Ik heb dat altijd al een interessante observatie gevonden. Hoe vaak gaat hij de trap op en hoe vaak komt zij naar beneden. Het vertelt over wie de baas is. Wie zich niet moet verplaatsen, heeft de macht in handen. Wie steeds opnieuw naar boven komt, geeft toe dat hij iets nodig heeft. Dat was zo op Mercurius’ kantoor, en dat was zo in het appartementsgebouw waar hij woonde. Alleen moest Herse niet naar boven, maar naar beneden.

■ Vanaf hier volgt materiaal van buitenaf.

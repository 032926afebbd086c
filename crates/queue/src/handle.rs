use drawq_core::TaskId;
use tokio_util::sync::CancellationToken;

/// Cancellable handle to an admitted task's execution.
///
/// Cancelling a task that is still queued keeps it from ever starting;
/// cancelling a running task stops its worker at the next suspension point.
/// Either way the task keeps the status it last persisted.
#[derive(Debug, Clone)]
pub struct TaskHandle {
    task_id: TaskId,
    cancel: CancellationToken,
}

impl TaskHandle {
    pub(crate) fn new(task_id: TaskId, cancel: CancellationToken) -> Self {
        Self { task_id, cancel }
    }

    pub fn task_id(&self) -> TaskId {
        self.task_id
    }

    pub fn cancel(&self) {
        self.cancel.cancel();
    }

    pub fn is_cancelled(&self) -> bool {
        self.cancel.is_cancelled()
    }

    /// Resolves once the task has been cancelled.
    pub async fn cancelled(&self) {
        self.cancel.cancelled().await;
    }
}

Moeilijker werd het toen Herse bij Mercurius aanklopte en hij niet thuis was. Drie maal kloppen, geen beweging. Met een volle schaal pasta besteeg Herse opnieuw de trap. Haar hoofd was lichtjes naar voor gebogen. Haar lichaam verraadde de teleurstelling van zijn afwezigheid er niets was afgesproken en hij niets beloofd had, integendeel. Die avond was het stil bij Herse. De schaal met pasta geraakte niet leeg. En haar verlangen niet beantwoord. Ik had het gevoel dat er zich een nieuw evenwicht aandiende.